For the shaman, there were no rigid boundaries between "waking life" and "dreaming life"; both were regarded as "real” but full admission to the latter usually depended on training and discipline. Malidoma Patrice Some' (1994), an African Dagara shaman, remarks, "Nothing can be imagined that is not already there in the inner or outer worlds" (p. 233). This assertion echoes the Greek philosopher Parmenides' claim that "what is there to be said and thought must needs be: for it is there for being, but nothing is not." Further, it has been observed that the fanciful travels Parmenides recounted in his poems resemble the "journeys" described by shamans (Kirk, Raven, & Schofield, 1983, pp. 242-243).

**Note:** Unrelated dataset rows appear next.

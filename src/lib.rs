//! geoasn - ASN and organization lookup for IP addresses
//!
//! This library resolves the autonomous system of an IP address by querying
//! an offline database, a remote HTTP service and a WHOIS-over-DNS service
//! in a fixed precedence order, applying locally managed description
//! overrides, and caching results.

pub mod addr;
pub mod asn;
pub mod config;
pub mod error;
pub mod events;
pub mod overrides;
pub mod resolver;
pub mod sources;

// Re-export core types for library users
pub use addr::{classify, is_local_ip, ClassifiedAddr};
pub use asn::{is_asn, AsnCache, AsnRecord, CacheStats, CachedAsn};
pub use config::{ResolverConfig, ResolverConfigBuilder};
pub use error::{ConfigError, LookupError, OverrideError, ResolveError, SourceError, StoreError};
pub use events::{LogObserver, NullObserver, ResolverEvent, ResolverObserver, SourceKind};
pub use overrides::{
    AsnOverride, JsonFileOverrideStore, MemoryOverrideStore, OverrideStore, Overrides,
};
pub use resolver::{Resolver, ResolverBuilder};
pub use sources::{
    AsnDescriptionSource, CymruClient, GeoIpDatabase, IpInfoClient, LocalAsnSource,
    RemoteAsnSource,
};
//! Remote ASN lookups against ipinfo.io's plain-text `org` endpoint
//!
//! The service answers with a single line, `"<ASN> <organization>"`, and
//! reports errors as prose rather than status codes, so any answer whose
//! first token is not an ASN is treated as a failure.

use super::RemoteAsnSource;
use crate::asn::{is_asn, AsnRecord};
use crate::error::SourceError;
use async_trait::async_trait;
use std::net::IpAddr;
use std::time::Duration;

/// Default service base URL
pub const DEFAULT_IPINFO_BASE_URL: &str = "http://ipinfo.io";

/// Client for the remote IP organization service
#[derive(Debug, Clone)]
pub struct IpInfoClient {
    client: reqwest::Client,
    base_url: String,
}

impl IpInfoClient {
    /// Create a client for the default endpoint
    ///
    /// A zero `timeout` leaves requests unbounded.
    pub fn new(timeout: Duration) -> Result<Self, SourceError> {
        Self::with_base_url(DEFAULT_IPINFO_BASE_URL, timeout)
    }

    /// Create a client for a custom endpoint
    pub fn with_base_url(base_url: impl Into<String>, timeout: Duration) -> Result<Self, SourceError> {
        let mut builder = reqwest::Client::builder();
        if !timeout.is_zero() {
            builder = builder.timeout(timeout);
        }
        let client = builder
            .build()
            .map_err(|e| SourceError::Http(e.to_string()))?;
        Ok(Self {
            client,
            base_url: base_url.into().trim_end_matches('/').to_string(),
        })
    }

    /// URL queried for an address
    pub fn url_for(&self, ip: IpAddr) -> String {
        format!("{}/{ip}/org", self.base_url)
    }

    /// Query the service for the ASN of an address
    pub async fn lookup(&self, ip: IpAddr) -> Result<AsnRecord, SourceError> {
        let url = self.url_for(ip);
        let response = self.client.get(&url).send().await.map_err(|e| {
            if e.is_timeout() {
                SourceError::Timeout
            } else {
                SourceError::Http(format!("failed to GET '{url}': {e}"))
            }
        })?;

        let body = response
            .text()
            .await
            .map_err(|e| SourceError::Http(format!("failed to read response: {e}")))?;

        parse_org_line(&body)
    }
}

#[async_trait]
impl RemoteAsnSource for IpInfoClient {
    async fn lookup_remote(&self, ip: IpAddr) -> Result<AsnRecord, SourceError> {
        self.lookup(ip).await
    }
}

/// Parse a `"<ASN> <organization>"` answer
pub fn parse_org_line(body: &str) -> Result<AsnRecord, SourceError> {
    let line = body.trim();
    if line.is_empty() {
        return Err(SourceError::EmptyAnswer);
    }

    let (asn, org) = match line.split_once(' ') {
        Some((asn, org)) => (asn, org.trim()),
        None => (line, ""),
    };

    if !is_asn(asn) {
        return Err(SourceError::InvalidResponse(line.to_string()));
    }

    Ok(AsnRecord::new(asn, org))
}

#[cfg(test)]
mod tests {
    use super::*;

    #[test]
    fn test_parse_org_line() {
        let record = parse_org_line("AS15169 Google LLC\n").unwrap();
        assert_eq!(record, AsnRecord::new("AS15169", "Google LLC"));
    }

    #[test]
    fn test_parse_org_line_bare_asn() {
        let record = parse_org_line("AS3356").unwrap();
        assert_eq!(record, AsnRecord::new("AS3356", ""));
        assert!(!record.is_complete());
    }

    #[test]
    fn test_parse_org_line_prose_error() {
        let result = parse_org_line("Please provide a valid IP address");
        assert!(matches!(result, Err(SourceError::InvalidResponse(_))));

        let result = parse_org_line("undefined");
        assert!(matches!(result, Err(SourceError::InvalidResponse(_))));
    }

    #[test]
    fn test_parse_org_line_empty() {
        assert_eq!(parse_org_line("  \n"), Err(SourceError::EmptyAnswer));
    }

    #[test]
    fn test_url_for() {
        let client = IpInfoClient::with_base_url("http://localhost:8080/", Duration::from_secs(1)).unwrap();
        let ip: IpAddr = "8.8.8.8".parse().unwrap();
        assert_eq!(client.url_for(ip), "http://localhost:8080/8.8.8.8/org");
    }

    #[tokio::test]
    async fn test_unreachable_endpoint_is_error() {
        // Port 9 on loopback should refuse the connection
        let client = IpInfoClient::with_base_url("http://127.0.0.1:9", Duration::from_secs(2)).unwrap();
        let ip: IpAddr = "8.8.8.8".parse().unwrap();
        assert!(client.lookup(ip).await.is_err());
    }

    #[tokio::test]
    async fn test_public_lookup() {
        let client = IpInfoClient::new(Duration::from_secs(5)).unwrap();
        let ip: IpAddr = "8.8.8.8".parse().unwrap();

        match client.lookup(ip).await {
            Ok(record) => assert_eq!(record.asn, "AS15169"),
            Err(e) => eprintln!("ipinfo lookup failed (expected without network): {e}"),
        }
    }
}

Before his initiation, Some's mentor had asserted, “The dream world is real....It's more real than what you are observing now" (p. 211). During his lengthy initiation, Some' knew that this procedure would prepare him to live “as if I were in a dream in which worlds collided and different realities confronted one another....The contrast between this state of mind and what I had been accustomed to...was the same as the difference between liquid and solid. It seemed to me that Dagara knowledge was liquid in the sense that what I was learning was living, breathing, flexible, and spontaneous. What I was learning made sense only in terms of relationship. It was not fixed, even when it appeared to be so....By contrast, I could see that the Western knowledge I had been given had the nature of a solid because it is wrapped in logical rhetoric to such a degree that it is stiff and inflexible. The learning one gets from a book, from the canons of the written tradition, is very different from the living, breathing knowledge that comes from within, from the soul....Could one reality contradict another? What kind of new reality was I being introduced to? What is reality predicated upon?” (p. 185).

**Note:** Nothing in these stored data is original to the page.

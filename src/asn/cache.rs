//! Bidirectional ASN resolution cache
//!
//! Keeps two indices under one lock: IP to cached record, and ASN to the set
//! of IPs currently cached under it. An IP appears in the ASN index under `X`
//! exactly when its forward entry carries ASN `X`.
//!
//! Expiry is advisory. Expired entries stay in place and are reported as
//! such on read; only [`AsnCache::purge_asn`] and [`AsnCache::purge_all`]
//! remove data.

use crate::config::DEFAULT_CACHE_TTL_SECS;
use std::collections::{HashMap, HashSet};
use std::sync::RwLock;
use std::time::{Duration, Instant};

#[derive(Debug, Clone)]
struct CacheEntry {
    asn: String,
    description: String,
    expires_at: Instant,
}

#[derive(Debug, Default)]
struct Indices {
    by_ip: HashMap<String, CacheEntry>,
    by_asn: HashMap<String, HashSet<String>>,
}

/// A cache hit, possibly stale
#[derive(Debug, Clone, PartialEq, Eq)]
pub struct CachedAsn {
    /// Cached ASN identifier
    pub asn: String,
    /// Cached description
    pub description: String,
    /// Whether the entry outlived its TTL
    pub expired: bool,
}

/// Thread-safe IP to ASN cache with an ASN to IP reverse index
#[derive(Debug)]
pub struct AsnCache {
    inner: RwLock<Indices>,
    ttl: Duration,
}

impl AsnCache {
    /// Create a cache with the default TTL (24 hours)
    pub fn new() -> Self {
        Self::with_ttl(Duration::from_secs(DEFAULT_CACHE_TTL_SECS))
    }

    /// Create a cache with a custom TTL
    pub fn with_ttl(ttl: Duration) -> Self {
        Self {
            inner: RwLock::new(Indices::default()),
            ttl,
        }
    }

    /// TTL applied to newly stored entries
    pub fn ttl(&self) -> Duration {
        self.ttl
    }

    /// Look up an IP address
    ///
    /// Returns `None` only if the IP was never stored or has been purged.
    /// Expired entries are still returned, flagged with `expired`.
    pub fn lookup_by_ip(&self, ip: &str) -> Option<CachedAsn> {
        let inner = self.inner.read().expect("rwlock poisoned");
        inner.by_ip.get(ip).map(|entry| CachedAsn {
            asn: entry.asn.clone(),
            description: entry.description.clone(),
            expired: Instant::now() > entry.expires_at,
        })
    }

    /// Store a record for an IP, replacing any prior entry
    pub fn store(&self, ip: &str, asn: &str, description: &str) {
        let mut inner = self.inner.write().expect("rwlock poisoned");

        // Drop the IP from whatever bucket holds it and prune empty buckets
        inner.by_asn.retain(|_, ips| {
            ips.remove(ip);
            !ips.is_empty()
        });

        inner.by_ip.insert(
            ip.to_string(),
            CacheEntry {
                asn: asn.to_string(),
                description: description.to_string(),
                expires_at: Instant::now() + self.ttl,
            },
        );
        inner
            .by_asn
            .entry(asn.to_string())
            .or_default()
            .insert(ip.to_string());
    }

    /// All IPs currently cached under an ASN; empty if the ASN is unknown
    pub fn lookup_by_asn(&self, asn: &str) -> HashSet<String> {
        let inner = self.inner.read().expect("rwlock poisoned");
        inner.by_asn.get(asn).cloned().unwrap_or_default()
    }

    /// Remove every entry cached under an ASN
    pub fn purge_asn(&self, asn: &str) {
        let mut inner = self.inner.write().expect("rwlock poisoned");
        inner.by_ip.retain(|_, entry| entry.asn != asn);
        inner.by_asn.remove(asn);
    }

    /// Remove all entries
    pub fn purge_all(&self) {
        let mut inner = self.inner.write().expect("rwlock poisoned");
        inner.by_ip.clear();
        inner.by_asn.clear();
    }

    /// Every distinct ASN in the cache, in no particular order
    pub fn list_asns(&self) -> Vec<String> {
        let inner = self.inner.read().expect("rwlock poisoned");
        inner.by_asn.keys().cloned().collect()
    }

    /// Number of cached IPs
    pub fn len(&self) -> usize {
        self.inner.read().expect("rwlock poisoned").by_ip.len()
    }

    /// Whether the cache holds no entries
    pub fn is_empty(&self) -> bool {
        self.inner.read().expect("rwlock poisoned").by_ip.is_empty()
    }

    /// Snapshot of cache sizes
    pub fn stats(&self) -> CacheStats {
        let inner = self.inner.read().expect("rwlock poisoned");
        let now = Instant::now();
        CacheStats {
            entries: inner.by_ip.len(),
            asns: inner.by_asn.len(),
            expired: inner
                .by_ip
                .values()
                .filter(|entry| now > entry.expires_at)
                .count(),
        }
    }
}

impl Default for AsnCache {
    fn default() -> Self {
        Self::new()
    }
}

/// Statistics about the ASN cache
#[derive(Debug, Clone, Copy, PartialEq, Eq)]
pub struct CacheStats {
    /// Number of cached IPs
    pub entries: usize,
    /// Number of distinct ASNs
    pub asns: usize,
    /// Number of entries past their TTL
    pub expired: usize,
}
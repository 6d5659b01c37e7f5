//! Override store persisted as a JSON file
//!
//! The file holds an array of `{"id": "AS..", "name": ".."}` records. A
//! missing file reads as an empty store. Writes go to a sibling temp file
//! that is then renamed over the original.

use super::{AsnOverride, OverrideStore};
use crate::error::StoreError;
use async_trait::async_trait;
use std::collections::BTreeMap;
use std::io::ErrorKind;
use std::path::{Path, PathBuf};
use tokio::sync::Mutex;

/// Override store backed by a JSON file
#[derive(Debug)]
pub struct JsonFileOverrideStore {
    path: PathBuf,
    // Serializes read-modify-write cycles within this process
    lock: Mutex<()>,
}

impl JsonFileOverrideStore {
    /// Store backed by `path`; the file is created on first write
    pub fn new(path: impl Into<PathBuf>) -> Self {
        Self {
            path: path.into(),
            lock: Mutex::new(()),
        }
    }

    /// Backing file
    pub fn path(&self) -> &Path {
        &self.path
    }

    async fn load(&self) -> Result<BTreeMap<String, String>, StoreError> {
        let data = match tokio::fs::read(&self.path).await {
            Ok(data) => data,
            Err(e) if e.kind() == ErrorKind::NotFound => return Ok(BTreeMap::new()),
            Err(e) => {
                return Err(StoreError(format!(
                    "cannot read {}: {e}",
                    self.path.display()
                )))
            }
        };
        if data.iter().all(u8::is_ascii_whitespace) {
            return Ok(BTreeMap::new());
        }
        let records: Vec<AsnOverride> = serde_json::from_slice(&data)
            .map_err(|e| StoreError(format!("cannot parse {}: {e}", self.path.display())))?;
        Ok(records.into_iter().map(|r| (r.asn, r.name)).collect())
    }

    async fn save(&self, records: &BTreeMap<String, String>) -> Result<(), StoreError> {
        let list: Vec<AsnOverride> = records
            .iter()
            .map(|(asn, name)| AsnOverride {
                asn: asn.clone(),
                name: name.clone(),
            })
            .collect();
        let data = serde_json::to_vec_pretty(&list)
            .map_err(|e| StoreError(format!("cannot serialize overrides: {e}")))?;

        let mut tmp = self.path.clone().into_os_string();
        tmp.push(".tmp");
        let tmp = PathBuf::from(tmp);

        tokio::fs::write(&tmp, data)
            .await
            .map_err(|e| StoreError(format!("cannot write {}: {e}", tmp.display())))?;
        tokio::fs::rename(&tmp, &self.path)
            .await
            .map_err(|e| StoreError(format!("cannot replace {}: {e}", self.path.display())))
    }
}

#[async_trait]
impl OverrideStore for JsonFileOverrideStore {
    async fn get(&self, asn: &str) -> Result<Option<String>, StoreError> {
        let _guard = self.lock.lock().await;
        Ok(self.load().await?.remove(asn))
    }

    async fn put(&self, asn: &str, name: &str) -> Result<(), StoreError> {
        let _guard = self.lock.lock().await;
        let mut records = self.load().await?;
        records.insert(asn.to_string(), name.to_string());
        self.save(&records).await
    }

    async fn delete(&self, asn: &str) -> Result<bool, StoreError> {
        let _guard = self.lock.lock().await;
        let mut records = self.load().await?;
        if records.remove(asn).is_none() {
            return Ok(false);
        }
        self.save(&records).await?;
        Ok(true)
    }

    async fn list(&self) -> Result<Vec<AsnOverride>, StoreError> {
        let _guard = self.lock.lock().await;
        Ok(self
            .load()
            .await?
            .into_iter()
            .map(|(asn, name)| AsnOverride { asn, name })
            .collect())
    }
}
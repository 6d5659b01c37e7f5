//! geoasn - ASN and organization lookup for IP addresses.
//!
//! This is the command-line interface for the geoasn library.

#![allow(clippy::uninlined_format_args)]

use anyhow::{Context, Result};
use clap::{Parser, Subcommand};
use geoasn::{JsonFileOverrideStore, OverrideStore, Resolver, ResolverConfig};
use std::path::PathBuf;
use std::sync::Arc;
use std::time::Duration;

/// Get the version string for geoasn
fn get_version() -> &'static str {
    if cfg!(debug_assertions) {
        concat!(env!("CARGO_PKG_VERSION"), "-UNRELEASED")
    } else {
        env!("CARGO_PKG_VERSION")
    }
}

/// Command-line arguments
#[derive(Parser, Debug)]
#[clap(author, version = get_version(), about = "ASN and organization lookup for IP addresses", long_about = None)]
struct Args {
    /// Timeout for remote HTTP and DNS lookups in milliseconds (0 disables)
    #[clap(long, global = true, default_value_t = geoasn::config::DEFAULT_LOOKUP_TIMEOUT_MS)]
    timeout_ms: u64,

    /// Path to a MaxMind GeoLite2-ASN database
    #[clap(long, global = true)]
    geoip_db: Option<PathBuf>,

    /// JSON file holding ASN description overrides
    #[clap(long, global = true)]
    overrides_file: Option<PathBuf>,

    /// Enable verbose logging (use -vv for debug output)
    #[clap(short, long, global = true, action = clap::ArgAction::Count)]
    verbose: u8,

    #[clap(subcommand)]
    command: Command,
}

#[derive(Subcommand, Debug)]
enum Command {
    /// Resolve the ASN and organization of an IP address
    Lookup {
        /// IPv4 address
        ip: String,

        /// Output the result in JSON format
        #[clap(long)]
        json: bool,
    },
    /// Manage ASN description overrides
    Overrides {
        #[clap(subcommand)]
        action: OverrideAction,
    },
}

#[derive(Subcommand, Debug)]
enum OverrideAction {
    /// List all overrides
    List {
        /// Output in JSON format
        #[clap(long)]
        json: bool,
    },
    /// Set the description for an ASN
    Set {
        /// ASN identifier, e.g. AS15169
        asn: String,
        /// Description to use instead of sourced data
        name: String,
    },
    /// Remove the override for an ASN
    Remove {
        /// ASN identifier, e.g. AS15169
        asn: String,
    },
}

fn init_logging(verbose: u8) {
    let level = match verbose {
        0 => log::LevelFilter::Error,
        1 => log::LevelFilter::Warn,
        _ => log::LevelFilter::Debug,
    };
    env_logger::Builder::from_default_env()
        .filter_level(level)
        .format_timestamp(None)
        .init();
}

fn main() {
    let args = Args::parse();
    init_logging(args.verbose);

    let runtime = tokio::runtime::Builder::new_current_thread()
        .enable_all()
        .build()
        .expect("Failed to create Tokio runtime");

    if let Err(e) = runtime.block_on(async_main(args)) {
        eprintln!("Error: {:#}", e);
        std::process::exit(1);
    }
}

async fn async_main(args: Args) -> Result<()> {
    let config = ResolverConfig::builder()
        .timeout(Duration::from_millis(args.timeout_ms))
        .build()?;

    let store: Option<Arc<dyn OverrideStore>> = args
        .overrides_file
        .as_ref()
        .map(|path| Arc::new(JsonFileOverrideStore::new(path)) as Arc<dyn OverrideStore>);

    match args.command {
        Command::Lookup { ip, json } => {
            let resolver =
                Resolver::with_default_sources(config, args.geoip_db.as_deref(), store)?;
            let record = resolver
                .resolve(&ip)
                .await
                .with_context(|| format!("lookup of {} failed", ip))?;
            if json {
                println!("{}", serde_json::to_string_pretty(&record)?);
            } else if record.description.is_empty() {
                println!("{}", record.asn);
            } else {
                println!("{} {}", record.asn, record.description);
            }
        }
        Command::Overrides { action } => {
            let Some(store) = store else {
                anyhow::bail!("override management requires --overrides-file");
            };
            // Override management needs no sources
            let resolver = Resolver::builder()
                .config(config)
                .override_store(store)
                .build()?;
            run_override_action(&resolver, action).await?;
        }
    }

    Ok(())
}

async fn run_override_action(resolver: &Resolver, action: OverrideAction) -> Result<()> {
    match action {
        OverrideAction::List { json } => {
            let overrides = resolver.override_list().await?;
            if json {
                println!("{}", serde_json::to_string_pretty(&overrides)?);
            } else {
                for o in overrides {
                    println!("{} {}", o.asn, o.name);
                }
            }
        }
        OverrideAction::Set { asn, name } => {
            resolver.override_set(&asn, &name).await?;
        }
        OverrideAction::Remove { asn } => {
            resolver.override_remove(&asn).await?;
        }
    }
    Ok(())
}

Current efforts to train people to "dream lucidly," to engage in "shamanic journeying," and to "function psychically" can be seen as renewed attempts to enter what anthropologists have designated "dreamtime" so as to engage in activities deemed impossible in ordinary states of consciousness. They may also be considered attempts to obtain a deeper "truth" than is available to ordinary awareness. Within the early Hindu religion, dream journeys were seen as intermediate states of the path toward divine truth (O'Flaherty, 1984, p. 15). While the early Hindus saw both the waking and dreaming states as operating within "samsara," illustrating the propensity of human societies to decide what they opted to designate as "reality," some Indian philosophers felt that dreamtime contained fewer of these “mortal" distinctions (p. 18). Parmenides' claims again seem relevant, namely his contrast between the truth in "changeless being" and the mere "mortal opinions" of most human beings. Reflecting on his dream research data, Harry Hunt (1989) has noted that while the dreamer's body remains inert, his or her "dream body" seems to operate on its own, traveling to distant places and engaging in exotic activities.

There seems to be a perennial dichotomy between "appearance" and "reality," between one's perceptions of the world and the external world said to exist independently of that perception; this dichotomy has tilted in favor of "mortal opinions" and "samsara" in Western academia. This tilt is exemplified by the fact that in 1994, Princeton University’s graduate program did not teach a single course on Eastern, African, or Latin American philosophy out of a total of 64 listed in their information booklet. Princeton's course, "Philosophy of Religion," is described as providing "readings from contemporary analytical philosophy of religion, and from historical sources in the Western tradition." Furthermore, the only philosophy course at Harvard University which explicitly mentions non-Western thought is entitled "Socrates, Buddha, Jesus," despite the fact that only Buddha qualifies as "non-Western."